Ocular disease severity varies by pathogen in cats.
Keywords: feline, PCR, feline herpesvirus, feline calicivirus, Chlamydophila felis, feline coronavirus, Mycoplasma felis, ocular
Feline herpesvirus-1 (FHV-1) has previously been implicated in causing feline ocular disease. The objective of this study was to identify pathogens using PCR and viral isolation in shelter cats with ocular and upper respiratory disease, and to identify factors associated with increased severity of clinical disease.
Oropharyngeal swabs from 90 cats in 11 animal shelters across the USA were obtained and tested by real-time PCR using a feline respiratory panel after clinical scoring for ocular and respiratory disease. A multivariable linear mixed model assessed the relationship between clinical scores and age, sex and pathogen. Viral isolation was performed on all samples, then 42/90 underwent DNA extraction and gel electrophoresis.

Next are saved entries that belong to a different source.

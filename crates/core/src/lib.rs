#![forbid(unsafe_code)]

pub mod error;
pub mod model;
pub mod session;
pub mod time;

pub use error::Error;
pub use session::{SessionError, SessionKind, SessionOutcome};
pub use time::Clock;
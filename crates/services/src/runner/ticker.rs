use std::time::Duration;

use tokio::sync::mpsc;
use tokio::task::JoinHandle;
use tokio::time::{Instant, interval_at};

/// Periodic input source feeding a runner queue.
///
/// The first message is sent one `period` after spawning. The task is aborted
/// when the `Ticker` is dropped, so it never outlives its session.
#[derive(Debug)]
pub struct Ticker {
    task: JoinHandle<()>,
}

impl Ticker {
    pub fn spawn<T, F>(period: Duration, sender: mpsc::Sender<T>, mut message: F) -> Self
    where
        T: Send + 'static,
        F: FnMut() -> T + Send + 'static,
    {
        let task = tokio::spawn(async move {
            let mut interval = interval_at(Instant::now() + period, period);
            loop {
                interval.tick().await;
                if sender.send(message()).await.is_err() {
                    break;
                }
            }
        });
        Self { task }
    }
}

impl Drop for Ticker {
    fn drop(&mut self) {
        self.task.abort();
    }
}

#[cfg(test)]
mod tests {
    use super::*;

    #[tokio::test(start_paused = true)]
    async fn ticks_once_per_period() {
        let (tx, mut rx) = mpsc::channel(8);
        let _ticker = Ticker::spawn(Duration::from_secs(1), tx, || ());

        tokio::time::sleep(Duration::from_millis(3500)).await;
        let mut received = 0;
        while rx.try_recv().is_ok() {
            received += 1;
        }
        assert_eq!(received, 3);
    }

    #[tokio::test(start_paused = true)]
    async fn dropping_stops_the_task() {
        let (tx, mut rx) = mpsc::channel(8);
        let ticker = Ticker::spawn(Duration::from_secs(1), tx, || ());
        drop(ticker);

        tokio::time::sleep(Duration::from_secs(5)).await;
        assert!(rx.recv().await.is_none());
    }
}
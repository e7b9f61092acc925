use serde::{Deserialize, Serialize};
use std::fmt;

/// Which session controller produced an outcome.
#[derive(Debug, Clone, Copy, PartialEq, Eq, Hash, Serialize, Deserialize)]
#[serde(rename_all = "lowercase")]
pub enum SessionKind {
    Mcq,
    Written,
    Flashcard,
}

impl fmt::Display for SessionKind {
    fn fmt(&self, f: &mut fmt::Formatter<'_>) -> fmt::Result {
        f.write_str(match self {
            SessionKind::Mcq => "mcq",
            SessionKind::Written => "written",
            SessionKind::Flashcard => "flashcard",
        })
    }
}

/// Why a session reached `Completed`.
#[derive(Debug, Clone, Copy, PartialEq, Eq, Serialize, Deserialize)]
#[serde(rename_all = "snake_case")]
pub enum CompletionReason {
    Submitted,
    TimeExpired,
    Exhausted,
}

/// Lifecycle of a started session. `Idle` is the absence of a session.
#[derive(Debug, Clone, Copy, PartialEq, Eq)]
pub enum SessionPhase {
    InProgress,
    Completed(CompletionReason),
}

impl SessionPhase {
    #[must_use]
    pub fn is_completed(self) -> bool {
        matches!(self, SessionPhase::Completed(_))
    }
}

/// Derived summary of a completed session.
///
/// `percent` is the score for MCQ sessions, the accuracy for flashcard
/// sessions, and `None` for written sessions which are graded elsewhere.
#[derive(Debug, Clone, Copy, PartialEq, Eq, Serialize, Deserialize)]
pub struct SessionOutcome {
    pub kind: SessionKind,
    pub percent: Option<u8>,
    pub correct: u32,
    pub incorrect: u32,
    pub answered: u32,
    pub total: u32,
    /// Seconds measured by the session itself (timed sessions only).
    pub elapsed_secs: Option<u32>,
    pub reason: CompletionReason,
}

/// Progress counters for the progress bar above a session.
#[derive(Debug, Clone, Copy, PartialEq, Eq)]
pub struct SessionProgress {
    pub position: usize,
    pub total: usize,
    pub answered: usize,
    pub percent: u8,
    pub is_complete: bool,
}

/// `part / whole` as a percentage rounded half up, clamped to `0..=100`.
/// Returns 0 when `whole` is zero.
#[must_use]
pub fn round_percent(part: usize, whole: usize) -> u8 {
    if whole == 0 {
        return 0;
    }
    let part = part.min(whole) as u64;
    let whole = whole as u64;
    let rounded = (part * 200 + whole) / (whole * 2);
    u8::try_from(rounded.min(100)).unwrap_or(100)
}

pub(crate) fn count_u32(n: usize) -> u32 {
    u32::try_from(n).unwrap_or(u32::MAX)
}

Five pathogens were detected by real-time PCR: feline calicivirus (FCV) (63%), FHV-1 (54%), Mycoplasma felis (50%), feline coronavirus (FCoV) (17%) and Chlamydophila felis (3%). A positive FHV-1 PCR result was associated with slightly higher respiratory clinical scores (95% CI= (0.050-1.351), p <0.05) and lower ocular clinical scores (95%CI= (-2.464,-0.597), p <0.01). Male cats (n=51) had higher ocular clinical scores than females (95%CI= (0.342-1.789), p < 0.01). Viral isolation detected virus in 84/90 samples within 7 days. Virus isolates from 18/21 samples with both FHV-1 and FCV detected by PCR showed no banding consistent with FHV-1 on electrophoresis after DNA extraction. Of these 18 samples, 15 were confirmed to contain FCV by PCR performed on first viral passage supernatant.
Conclusions and Relevance
Our finding that FHV-1 was associated with higher respiratory scores, but lower ocular scores, contradicts current understanding and warrants further research. The results of the viral isolation demonstrate that FCV may grow preferentially over FHV-1 in vitro. Overall, the results indicate that FCV may play a more significant role in infectious ocular disease in cats housed in animal shelters than previously realized.
Upper respiratory disease, both with and without ocular involvement, is an extremely common problem in shelter cats and the companion animal population (1). Common pathogens suggested to be responsible in the past include feline herpesvirus-1 (FHV-1), feline calicivirus (FCV), Chlamydophila felis, feline coronavirus (FCoV) and Mycoplasma felis. Specifically, FHV-1 has been associated with respiratory disease (2-4), ocular disease (2, 4) and skin disease (5). FCV has been associated with gingivostomatitis (6-12), respiratory disease (2, 3, 11) and ocular disease (2, 11). C.felis has been associated with respiratory disease (2) and ocular disease (2, 13). FCoV has been reported to cause mild respiratory signs, diarrhea and can mutate to cause feline infectious peritonitis (14). M. felis has been identified as a cause of pneumonia in cats (15), upper respiratory disease (16) and has been associated with ocular disease (13, 17-20). Current recommendations are that cats in a shelter environment should be vaccinated against both FHV-1 and FCV (21-23).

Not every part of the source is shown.